Les chats occupaient une place particulière dans son quotidien, au point de lui valoir le surnom affectueux de « Mamichat ». Ces animaux faisaient partie intégrante de son environnement et semblaient adoucir une solitude pourtant bien réelle. Cette relation avec les félins renforçait l’image attachante que certains visiteurs se faisaient d’elle, malgré son tempérament parfois abrupt.
Un lien fragile avec les services sociaux
Pendant un temps, Yvette bénéficiait d’un suivi minimal, recevant la visite du Samu social à raison de deux passages par semaine. Ces visites constituaient presque son seul contact régulier avec l’extérieur institutionnel. Elles auraient cependant cessé par la suite, accentuant encore son isolement. Pour ses besoins quotidiens, elle se rendait dans un supermarché voisin, où les clients la reconnaissaient immédiatement à son allure singulière et à son mode de vie hors du commun.
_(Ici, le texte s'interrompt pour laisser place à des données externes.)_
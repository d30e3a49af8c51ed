//! One frame of the court
//!
//! Draw, move and collide every ball, flash the sparks, then forget them.
//! Scheduling the next frame is the host's job.

use super::ball::BallId;
use super::court::{BallCourt, CollisionEvent};
use crate::renderer::{Canvas, Rgba};

/// What happened during one frame
#[derive(Debug, Clone, Default, PartialEq)]
pub struct FrameReport {
    /// Frame counter after this frame (first frame is 1)
    pub frame: u64,
    pub balls_drawn: usize,
    pub collisions: Vec<CollisionEvent>,
    pub removed: Vec<BallId>,
    pub sparks_drawn: usize,
    /// Balls left alive at the end of the frame
    pub balls_live: usize,
}

/// Advance the court by one frame, drawing into `canvas`.
///
/// Order matters and is fixed:
/// 1. translucent black wash over the whole viewport (leaves trails)
/// 2. for every ball alive at frame start: draw, step, collide
/// 3. draw every spark
/// 4. clear the sparks
pub fn tick<C: Canvas + ?Sized>(court: &mut BallCourt, canvas: &mut C) -> FrameReport {
    let frame = court.advance_frame();
    let viewport = court.viewport();
    let fade = Rgba::new(0, 0, 0, court.settings().fade_alpha);

    canvas.fill_rect(0.0, 0.0, viewport.width, viewport.height, fade);

    let mut report = FrameReport {
        frame,
        ..Default::default()
    };

    // Balls culled earlier in this frame are skipped.
    for id in court.ball_ids() {
        let Some(ball) = court.ball_mut(id) else {
            continue;
        };
        ball.draw(canvas);
        ball.step(viewport);
        report.balls_drawn += 1;

        for event in court.detect_collisions(id) {
            if event.subject_removed {
                report.removed.push(event.subject);
            }
            if event.other_removed {
                report.removed.push(event.other);
            }
            report.collisions.push(event);
        }
    }

    for spark in court.sparks() {
        spark.draw(canvas);
    }
    report.sparks_drawn = court.sparks().len();
    court.clear_sparks();

    report.balls_live = court.balls().len();
    if !report.collisions.is_empty() {
        log::debug!(
            "Frame {}: {} collisions, {} culled, {} balls live",
            frame,
            report.collisions.len(),
            report.removed.len(),
            report.balls_live
        );
    }
    report
}

#[cfg(test)]
mod tests {
    use super::*;
    use crate::renderer::{DrawCommand, DrawList, Rgb};
    use crate::settings::Settings;
    use crate::sim::Viewport;
    use glam::Vec2;

    fn court(width: f32, height: f32, max_collisions: u32) -> BallCourt {
        let settings = Settings {
            max_collisions,
            ..Default::default()
        };
        BallCourt::new(Viewport::new(width, height), settings, 2024)
    }

    #[test]
    fn test_empty_frame_only_fades() {
        let mut c = court(320.0, 240.0, 1);
        let mut list = DrawList::new();
        let report = tick(&mut c, &mut list);

        assert_eq!(report.frame, 1);
        assert_eq!(report.balls_drawn, 0);
        assert_eq!(
            list.commands(),
            &[DrawCommand::Rect {
                x: 0.0,
                y: 0.0,
                width: 320.0,
                height: 240.0,
                color: Rgba::new(0, 0, 0, 0.1),
            }]
        );
    }

    #[test]
    fn test_frame_counter_advances() {
        let mut c = court(100.0, 100.0, 1);
        let mut list = DrawList::new();
        tick(&mut c, &mut list);
        let report = tick(&mut c, &mut list);
        assert_eq!(report.frame, 2);
        assert_eq!(c.frames(), 2);
    }

    #[test]
    fn test_ball_drawn_before_step() {
        let mut c = court(200.0, 200.0, 1);
        let id = c.spawn_ball(Vec2::new(100.0, 100.0), Vec2::new(5.0, 5.0), 10.0, Rgb::new(90, 20, 40));
        let mut list = DrawList::new();
        tick(&mut c, &mut list);

        assert_eq!(list.circle_count(), 1);
        assert!(matches!(
            list.commands()[1],
            DrawCommand::Circle { center, .. } if center == Vec2::new(100.0, 100.0)
        ));
        assert_eq!(c.ball(id).unwrap().pos, Vec2::new(105.0, 105.0));
    }

    #[test]
    fn test_end_to_end_wall_bounce() {
        let mut c = court(200.0, 200.0, 1);
        let id = c.spawn_ball(Vec2::new(100.0, 100.0), Vec2::new(5.0, 5.0), 10.0, Rgb::new(90, 20, 40));
        let mut list = DrawList::new();

        tick(&mut c, &mut list);
        let b = c.ball(id).unwrap();
        assert_eq!(b.pos, Vec2::new(105.0, 105.0));
        assert_eq!(b.vel, Vec2::new(5.0, 5.0));

        while c.ball(id).unwrap().pos.x < 190.0 {
            list.clear();
            tick(&mut c, &mut list);
        }
        assert_eq!(c.ball(id).unwrap().vel.x, 5.0);

        tick(&mut c, &mut list);
        let b = c.ball(id).unwrap();
        assert_eq!(b.vel.x, -5.0);
        assert_eq!(b.pos.x, 185.0);
    }

    #[test]
    fn test_collision_frame_culls_and_flashes() {
        let mut c = court(400.0, 400.0, 1);
        let a = c.spawn_ball(Vec2::new(100.0, 100.0), Vec2::ZERO, 10.0, Rgb::new(90, 20, 40));
        let b = c.spawn_ball(Vec2::new(110.0, 100.0), Vec2::ZERO, 10.0, Rgb::new(80, 20, 40));
        let mut list = DrawList::new();

        let report = tick(&mut c, &mut list);

        // only `a` is drawn: `b` is culled during `a`'s pass
        assert_eq!(report.balls_drawn, 1);
        assert_eq!(report.collisions.len(), 1);
        assert_eq!(report.removed, vec![a, b]);
        assert_eq!(report.sparks_drawn, 2);
        assert_eq!(report.balls_live, 0);
        assert!(c.balls().is_empty());
        assert!(c.sparks().is_empty());

        let white: Vec<_> = list
            .commands()
            .iter()
            .filter(|cmd| matches!(cmd, DrawCommand::Circle { color, .. } if *color == Rgb::WHITE))
            .collect();
        assert_eq!(white.len(), 2);
    }

    #[test]
    fn test_surviving_pair_collides_twice_per_frame() {
        let mut c = court(400.0, 400.0, 10);
        let a = c.spawn_ball(Vec2::new(100.0, 100.0), Vec2::new(1.0, 0.0), 10.0, Rgb::new(90, 20, 40));
        let b = c.spawn_ball(Vec2::new(110.0, 100.0), Vec2::new(-1.0, 0.0), 10.0, Rgb::new(80, 20, 40));
        let mut list = DrawList::new();

        let report = tick(&mut c, &mut list);
        assert_eq!(report.collisions.len(), 2);
        assert_eq!(report.sparks_drawn, 4);
        assert_eq!(c.ball(a).unwrap().collisions, 2);
        assert_eq!(c.ball(b).unwrap().collisions, 2);
    }

    #[test]
    fn test_every_spark_drawn_once_then_cleared() {
        let mut c = court(300.0, 300.0, 1);
        for i in 0..5 {
            c.add_spark(Vec2::new(i as f32 * 10.0, 5.0), 4.0);
        }
        let mut list = DrawList::new();
        let report = tick(&mut c, &mut list);

        assert_eq!(report.sparks_drawn, 5);
        assert_eq!(list.circle_count(), 5);
        assert!(c.sparks().is_empty());

        list.clear();
        tick(&mut c, &mut list);
        assert_eq!(list.circle_count(), 0);
    }

    #[test]
    fn test_fade_uses_settings_alpha() {
        let settings = Settings {
            fade_alpha: 0.25,
            ..Default::default()
        };
        let mut c = BallCourt::new(Viewport::new(50.0, 50.0), settings, 1);
        let mut list = DrawList::new();
        tick(&mut c, &mut list);
        assert!(matches!(
            list.commands()[0],
            DrawCommand::Rect { color, .. } if color.a == 0.25
        ));
    }
}
//! Session parsing: turning a Claude Code JSONL log into clean messages.

use anyhow::{Context, Result};
use serde_json::Value;
use std::fs::File;
use std::io::{BufRead, BufReader};
use std::path::Path;
use tracing::debug;

use super::types::{Message, ParseResult, Role};

/// Longest message content kept, in characters
pub const MAX_CONTENT_CHARS: usize = 15_000;

/// Extracted text must be longer than this to count as a message
pub const MIN_CONTENT_CHARS: usize = 5;

/// Truncate a string to max_chars, adding "..." if truncated
pub fn truncate(input: &str, max_chars: usize) -> String {
    if input.chars().count() <= max_chars {
        return input.to_string();
    }
    let mut out: String = input.chars().take(max_chars).collect();
    out.push_str("...");
    out
}

fn is_stripped_control(ch: char) -> bool {
    matches!(
        ch,
        '\u{00}'..='\u{08}' | '\u{0B}' | '\u{0C}' | '\u{0E}'..='\u{1F}' | '\u{7F}'
    )
}

/// Remove ASCII control characters, keeping tab, newline and carriage return
pub fn strip_control_chars(input: &str) -> String {
    input.chars().filter(|ch| !is_stripped_control(*ch)).collect()
}

/// Pull the text out of a record's `message` field.
fn extract_content(message: &Value) -> String {
    match message {
        Value::String(text) => text.clone(),
        Value::Object(map) => match map.get("content") {
            Some(Value::String(text)) => text.clone(),
            Some(Value::Array(blocks)) => blocks
                .iter()
                .filter(|block| block.get("type").and_then(|v| v.as_str()) == Some("text"))
                .filter_map(|block| block.get("text").and_then(|v| v.as_str()))
                .collect(),
            _ => String::new(),
        },
        _ => String::new(),
    }
}

/// Convert one decoded log record into a message, if it is a real turn
fn message_from_record(value: &Value) -> Option<Message> {
    let role = value
        .get("type")
        .and_then(|v| v.as_str())
        .and_then(Role::from_record_type)?;

    let content = value.get("message").map(extract_content).unwrap_or_default();
    if content.chars().count() <= MIN_CONTENT_CHARS {
        return None;
    }

    let truncated: String = content.chars().take(MAX_CONTENT_CHARS).collect();
    let content = strip_control_chars(&truncated);
    if content.is_empty() {
        return None;
    }
    Some(Message {
        role,
        content,
        timestamp: value
            .get("timestamp")
            .and_then(|v| v.as_str())
            .map(|s| s.to_string()),
    })
}

/// Parse session log lines from any buffered reader.
///
/// Lines that are not valid JSON are skipped. With a positive
/// `max_messages`, collection stops at twice the cap and only the last
/// `max_messages` collected are returned.
pub fn parse_session<R: BufRead>(reader: R, max_messages: usize) -> std::io::Result<ParseResult> {
    let mut result = ParseResult::default();
    let collect_limit = max_messages.saturating_mul(2);

    for line in reader.split(b'\n') {
        let line = line?;
        result.total_lines += 1;

        if max_messages > 0 && result.messages.len() >= collect_limit {
            continue;
        }
        if line.iter().all(u8::is_ascii_whitespace) {
            continue;
        }
        let value: Value = match serde_json::from_slice(&line) {
            Ok(v) => v,
            Err(err) => {
                debug!(line = result.total_lines, error = %err, "skipping malformed line");
                continue;
            }
        };
        if let Some(message) = message_from_record(&value) {
            result.messages.push(message);
        }
    }

    if max_messages > 0 && result.messages.len() > max_messages {
        let excess = result.messages.len() - max_messages;
        result.messages.drain(..excess);
    }
    Ok(result)
}

/// Parse a session log file into messages and its total line count
pub fn parse_session_file(path: &Path, max_messages: usize) -> Result<ParseResult> {
    let file =
        File::open(path).with_context(|| format!("failed to open {}", path.display()))?;
    let result = parse_session(BufReader::new(file), max_messages)
        .with_context(|| format!("failed to read {}", path.display()))?;
    debug!(
        path = %path.display(),
        messages = result.messages.len(),
        lines = result.total_lines,
        "parsed session"
    );
    Ok(result)
}

#[cfg(test)]
mod tests {
    use super::*;
    use crate::test_utils::write_jsonl;
    use std::fs;
    use tempfile::TempDir;

    fn user_line(text: &str) -> String {
        serde_json::json!({
            "type": "user",
            "message": {"role": "user", "content": text},
            "timestamp": "2025-01-01T00:00:00Z",
        })
        .to_string()
    }

    fn assistant_line(text: &str) -> String {
        serde_json::json!({
            "type": "assistant",
            "message": {"role": "assistant", "content": [{"type": "text", "text": text}]},
        })
        .to_string()
    }

    fn parse_lines(lines: &[String], max_messages: usize) -> ParseResult {
        let body = lines.join("\n");
        parse_session(body.as_bytes(), max_messages).unwrap()
    }

    // ===== truncate tests =====

    #[test]
    fn test_truncate_short() {
        assert_eq!(truncate("hello", 10), "hello");
    }

    #[test]
    fn test_truncate_exact() {
        assert_eq!(truncate("hello", 5), "hello");
    }

    #[test]
    fn test_truncate_long() {
        assert_eq!(truncate("hello world", 5), "hello...");
    }

    #[test]
    fn test_truncate_unicode() {
        // Truncate by character count, not bytes
        assert_eq!(truncate("日本語テスト", 3), "日本語...");
    }

    // ===== strip_control_chars tests =====

    #[test]
    fn strips_control_characters_but_keeps_whitespace() {
        let input = "a\u{0}b\u{7}c\td\ne\rf\u{B}\u{C}g\u{1B}[0mh\u{7F}";
        assert_eq!(strip_control_chars(input), "abc\td\ne\rfg[0mh");
    }

    #[test]
    fn stripping_is_idempotent() {
        let inputs = ["plain", "x\u{1}y\u{1F}z", "\u{0}\u{0}", "tab\tnew\nline", ""];
        for input in inputs {
            let once = strip_control_chars(input);
            assert_eq!(strip_control_chars(&once), once);
        }
    }

    #[test]
    fn keeps_non_ascii_text() {
        assert_eq!(strip_control_chars("héllo 🌍 \u{85}"), "héllo 🌍 \u{85}");
    }

    // ===== content extraction tests =====

    #[test]
    fn extracts_string_content() {
        let result = parse_lines(&[user_line("Fix the login bug")], 0);
        assert_eq!(result.messages.len(), 1);
        assert_eq!(result.messages[0].role, Role::User);
        assert_eq!(result.messages[0].content, "Fix the login bug");
        assert_eq!(
            result.messages[0].timestamp.as_deref(),
            Some("2025-01-01T00:00:00Z")
        );
    }

    #[test]
    fn concatenates_text_blocks_and_skips_others() {
        let line = r#"{"type":"assistant","message":{"content":[{"type":"text","text":"First part. "},{"type":"tool_use","name":"Read","input":{}},{"type":"thinking","thinking":"hmm"},{"type":"text","text":"Second part."}]}}"#;
        let result = parse_session(line.as_bytes(), 0).unwrap();
        assert_eq!(result.messages.len(), 1);
        assert_eq!(result.messages[0].content, "First part. Second part.");
        assert_eq!(result.messages[0].timestamp, None);
    }

    #[test]
    fn message_given_as_plain_string() {
        let line = r#"{"type":"user","message":"a bare string message"}"#;
        let result = parse_session(line.as_bytes(), 0).unwrap();
        assert_eq!(result.messages[0].content, "a bare string message");
    }

    #[test]
    fn tool_result_only_turns_are_dropped() {
        let line = r#"{"type":"user","message":{"role":"user","content":[{"type":"tool_result","tool_use_id":"t1","content":"file contents here"}]}}"#;
        let result = parse_session(line.as_bytes(), 0).unwrap();
        assert!(result.messages.is_empty());
        assert_eq!(result.total_lines, 1);
    }

    #[test]
    fn skips_non_conversation_records() {
        let lines = vec![
            r#"{"type":"summary","summary":"A long summary of work"}"#.to_string(),
            r#"{"type":"system","message":{"content":"system prompt text"}}"#.to_string(),
            r#"{"type":"file-history-snapshot","snapshot":{}}"#.to_string(),
            user_line("Actual question here"),
        ];
        let result = parse_lines(&lines, 0);
        assert_eq!(result.messages.len(), 1);
        assert_eq!(result.total_lines, 4);
    }

    #[test]
    fn discards_short_content() {
        let lines = vec![user_line("ok"), user_line("12345"), user_line("123456")];
        let result = parse_lines(&lines, 0);
        assert_eq!(result.messages.len(), 1);
        assert_eq!(result.messages[0].content, "123456");
    }

    #[test]
    fn short_content_counts_characters_not_bytes() {
        // Five characters, fifteen bytes.
        let result = parse_lines(&[user_line("日本語です")], 0);
        assert!(result.messages.is_empty());
    }

    #[test]
    fn truncates_long_content() {
        let long = "x".repeat(MAX_CONTENT_CHARS + 500);
        let result = parse_lines(&[assistant_line(&long)], 0);
        assert_eq!(result.messages[0].content.chars().count(), MAX_CONTENT_CHARS);
    }

    #[test]
    fn strips_control_characters_from_content() {
        let result = parse_lines(&[user_line("bell\u{7} and escape\u{1B}\ttab")], 0);
        assert_eq!(result.messages[0].content, "bell and escape\ttab");
    }

    #[test]
    fn control_only_content_is_dropped() {
        let lines = vec![
            user_line("\u{1}\u{2}\u{3}\u{4}\u{5}\u{6}\u{7}"),
            assistant_line("a real answer"),
        ];
        let result = parse_lines(&lines, 0);
        assert_eq!(result.total_lines, 2);
        assert_eq!(result.messages.len(), 1);
        assert_eq!(result.messages[0].content, "a real answer");
        assert!(result.messages.iter().all(|m| !m.content.is_empty()));
    }

    // ===== resilience tests =====

    #[test]
    fn malformed_line_does_not_abort() {
        let lines = vec![
            user_line("first valid message"),
            assistant_line("second valid message"),
            "{not json at all".to_string(),
            user_line("third valid message"),
            assistant_line("fourth valid message"),
            user_line("fifth valid message"),
        ];
        let result = parse_lines(&lines, 0);
        assert_eq!(result.messages.len(), 5);
        assert_eq!(result.messages[2].content, "third valid message");
        assert_eq!(result.total_lines, 6);
    }

    #[test]
    fn invalid_utf8_line_is_skipped() {
        let mut body = user_line("before the bad line").into_bytes();
        body.push(b'\n');
        body.extend_from_slice(b"{\"type\":\"user\",\"message\":\"\xff\xfe broken\"}\n");
        body.extend_from_slice(user_line("after the bad line").as_bytes());

        let result = parse_session(body.as_slice(), 0).unwrap();
        assert_eq!(result.messages.len(), 2);
        assert_eq!(result.total_lines, 3);
    }

    #[test]
    fn blank_lines_are_counted_but_ignored() {
        let body = format!("{}\n\n   \n{}\n", user_line("hello there"), user_line("general kenobi"));
        let result = parse_session(body.as_bytes(), 0).unwrap();
        assert_eq!(result.messages.len(), 2);
        assert_eq!(result.total_lines, 4);
    }

    // ===== cap tests =====

    #[test]
    fn no_cap_keeps_every_message_in_order() {
        let lines: Vec<String> = (0..20)
            .map(|i| {
                if i % 2 == 0 {
                    user_line(&format!("user message {i}"))
                } else {
                    assistant_line(&format!("assistant message {i}"))
                }
            })
            .collect();
        let result = parse_lines(&lines, 0);
        assert_eq!(result.messages.len(), 20);
        for (i, msg) in result.messages.iter().enumerate() {
            assert!(msg.content.ends_with(&format!(" {i}")));
        }
    }

    #[test]
    fn cap_keeps_most_recent_collected_messages() {
        let lines: Vec<String> = (0..6).map(|i| user_line(&format!("message {i}"))).collect();
        let result = parse_lines(&lines, 4);
        let contents: Vec<&str> = result.messages.iter().map(|m| m.content.as_str()).collect();
        assert_eq!(contents, ["message 2", "message 3", "message 4", "message 5"]);
    }

    #[test]
    fn cap_stops_collecting_at_twice_the_cap() {
        let lines: Vec<String> = (0..10).map(|i| user_line(&format!("message {i}"))).collect();
        let result = parse_lines(&lines, 2);
        let contents: Vec<&str> = result.messages.iter().map(|m| m.content.as_str()).collect();
        assert_eq!(contents, ["message 2", "message 3"]);
        assert_eq!(result.total_lines, 10);
    }

    #[test]
    fn cap_never_exceeded() {
        let lines: Vec<String> = (0..7).map(|i| user_line(&format!("message {i}"))).collect();
        for cap in 1..10 {
            let result = parse_lines(&lines, cap);
            assert!(result.messages.len() <= cap);
            assert_eq!(result.messages.len(), cap.min(7));
        }
    }

    #[test]
    fn parse_session_file_reads_from_disk() {
        let tmp = TempDir::new().unwrap();
        let path = tmp.path().join("session.jsonl");
        let first = user_line("How do I add a route?");
        let second = assistant_line("Use Router::route with a handler.");
        write_jsonl(&path, &[&first, &second]);

        let result = parse_session_file(&path, 0).unwrap();
        assert_eq!(result.messages.len(), 2);
        assert_eq!(result.messages[1].role, Role::Assistant);
        assert_eq!(result.total_lines, 2);
    }

    #[test]
    fn parse_session_file_missing_file_errors() {
        let tmp = TempDir::new().unwrap();
        let err = parse_session_file(&tmp.path().join("gone.jsonl"), 0).unwrap_err();
        assert!(err.to_string().contains("failed to open"));
    }

    #[test]
    fn empty_file_has_no_lines() {
        let tmp = TempDir::new().unwrap();
        let path = tmp.path().join("empty.jsonl");
        fs::write(&path, "").unwrap();
        let result = parse_session_file(&path, 0).unwrap();
        assert!(result.messages.is_empty());
        assert_eq!(result.total_lines, 0);
    }
}
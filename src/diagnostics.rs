//! Diagnose command - check API reachability and session discovery.
//!
//! Each check is evaluated independently into a [`CheckResult`] so that one
//! failure never hides the others; rendering happens afterwards.

use crate::api::ApiClient;
use crate::config::Config;
use crate::output;
use crate::session::{find_session_directory, list_session_files};

/// Result of a single diagnostic check.
#[derive(Debug, Clone, PartialEq, Eq)]
pub struct CheckResult {
    pub name: &'static str,
    pub passed: bool,
    pub message: String,
    /// Extra information printed after the status line.
    pub detail: Option<String>,
}

impl CheckResult {
    fn pass(name: &'static str, message: impl Into<String>) -> Self {
        Self {
            name,
            passed: true,
            message: message.into(),
            detail: None,
        }
    }

    fn fail(name: &'static str, message: impl Into<String>) -> Self {
        Self {
            name,
            passed: false,
            message: message.into(),
            detail: None,
        }
    }

    fn with_detail(mut self, detail: impl Into<String>) -> Self {
        self.detail = Some(detail.into());
        self
    }
}

fn check_api(client: &ApiClient) -> CheckResult {
    if client.health_check() {
        CheckResult::pass("api", "API is reachable and healthy")
    } else {
        CheckResult::fail("api", "API health check failed")
    }
}

/// Second health probe; the health endpoint also receives the bearer token.
fn check_auth(client: &ApiClient) -> CheckResult {
    if client.health_check() {
        CheckResult::pass("auth", "Authentication successful")
    } else {
        CheckResult::fail("auth", "Authentication may have failed")
    }
}

fn check_project(config: &Config) -> Vec<CheckResult> {
    if !config.project_path.is_dir() {
        return vec![CheckResult::fail("project", "Project directory does not exist")];
    }

    let mut results = vec![CheckResult::pass("project", "Project directory exists")];
    match find_session_directory(&config.project_path) {
        Ok(session_dir) => {
            let count = list_session_files(&session_dir)
                .map(|files| files.len())
                .unwrap_or(0);
            results.push(
                CheckResult::pass(
                    "sessions",
                    format!("Session directory found: {}", session_dir.display()),
                )
                .with_detail(format!("Found {count} session file(s)")),
            );
        }
        Err(err) => {
            results.push(CheckResult::fail(
                "sessions",
                format!("Session directory not found: {err}"),
            ));
        }
    }
    results
}

/// Evaluate every check without printing anything.
pub fn collect_checks(config: &Config, client: &ApiClient) -> Vec<CheckResult> {
    let mut results = vec![check_api(client), check_auth(client)];
    results.extend(check_project(config));
    results
}

fn print_results(results: &[CheckResult], names: &[&str]) {
    for result in results.iter().filter(|r| names.contains(&r.name)) {
        println!("{}", output::status(&result.message, result.passed));
        if let Some(detail) = &result.detail {
            println!("{}", output::info(detail));
        }
    }
}

/// Run all checks, print a report, and return whether everything passed.
pub fn run_diagnostics(config: &Config) -> bool {
    let client = ApiClient::new(&config.api_url, &config.auth_token);

    println!("\n{}\n", output::heading("mem-persist Diagnostics"));
    println!("Checking API connectivity: {}", config.api_url);
    let results = collect_checks(config, &client);
    print_results(&results, &["api"]);

    println!("\nChecking authentication...");
    print_results(&results, &["auth"]);

    println!("\nChecking project: {}", config.project_path.display());
    print_results(&results, &["project", "sessions"]);

    println!("\nChecking runtime...");
    println!(
        "{}",
        output::info(&format!("mem-persist {}", env!("CARGO_PKG_VERSION")))
    );

    let all_passed = results.iter().all(|r| r.passed);
    println!("\n{}\n", output::heading("Summary"));
    if all_passed {
        println!("{}", output::success("✓ All checks passed!"));
        println!("\nYou can now run: mem-persist save");
    } else {
        println!("{}", output::failure("✗ Some checks failed"));
        println!("\nPlease fix the issues above before proceeding.");
    }
    all_passed
}
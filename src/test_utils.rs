//! Shared test utilities.
//!
//! All tests that manipulate environment variables (HOME, MEM_*) must hold
//! `env_lock()` for their whole duration.

use filetime::FileTime;
use std::fs;
use std::path::Path;
use std::sync::{Mutex, OnceLock};
use std::time::{Duration, SystemTime};
use tempfile::TempDir;

/// Global lock for tests that modify environment variables.
pub fn env_lock() -> std::sync::MutexGuard<'static, ()> {
    static LOCK: OnceLock<Mutex<()>> = OnceLock::new();
    LOCK.get_or_init(|| Mutex::new(()))
        .lock()
        .unwrap_or_else(|e| e.into_inner())
}

/// RAII guard that restores an environment variable on drop.
pub struct EnvGuard {
    key: String,
    old: Option<String>,
}

impl EnvGuard {
    pub fn set(key: &str, value: &str) -> Self {
        let guard = Self::capture(key);
        unsafe {
            std::env::set_var(key, value);
        }
        guard
    }

    pub fn unset(key: &str) -> Self {
        let guard = Self::capture(key);
        unsafe {
            std::env::remove_var(key);
        }
        guard
    }

    fn capture(key: &str) -> Self {
        Self {
            key: key.to_string(),
            old: std::env::var(key).ok(),
        }
    }
}

impl Drop for EnvGuard {
    fn drop(&mut self) {
        match &self.old {
            Some(val) => unsafe { std::env::set_var(&self.key, val) },
            None => unsafe { std::env::remove_var(&self.key) },
        }
    }
}

/// A temp directory laid out like a home with an empty `.claude/projects`.
pub fn fake_home() -> TempDir {
    let tmp = TempDir::new().unwrap();
    fs::create_dir_all(tmp.path().join(".claude").join("projects")).unwrap();
    tmp
}

/// Create (or truncate) a file and backdate its mtime by `secs_ago` seconds.
pub fn touch_with_age(path: &Path, secs_ago: u64) {
    fs::write(path, "").unwrap();
    let when = SystemTime::now() - Duration::from_secs(secs_ago);
    filetime::set_file_mtime(path, FileTime::from_system_time(when)).unwrap();
}

/// Write JSONL records, one per line.
pub fn write_jsonl(path: &Path, lines: &[&str]) {
    let mut body = lines.join("\n");
    body.push('\n');
    fs::write(path, body).unwrap();
}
Une émotion discrète mais réelle après son décès
La disparition d’Yvette a suscité une vive émotion sur les réseaux sociaux, y compris chez des personnes qui ne l’avaient jamais rencontrée. Son histoire, révélée ou redécouverte à l’annonce de sa mort, a touché de nombreux internautes. Elle symbolisait une forme de liberté radicale, mais aussi la fragilité des existences marginales qui, parfois, s’éteignent loin des regards.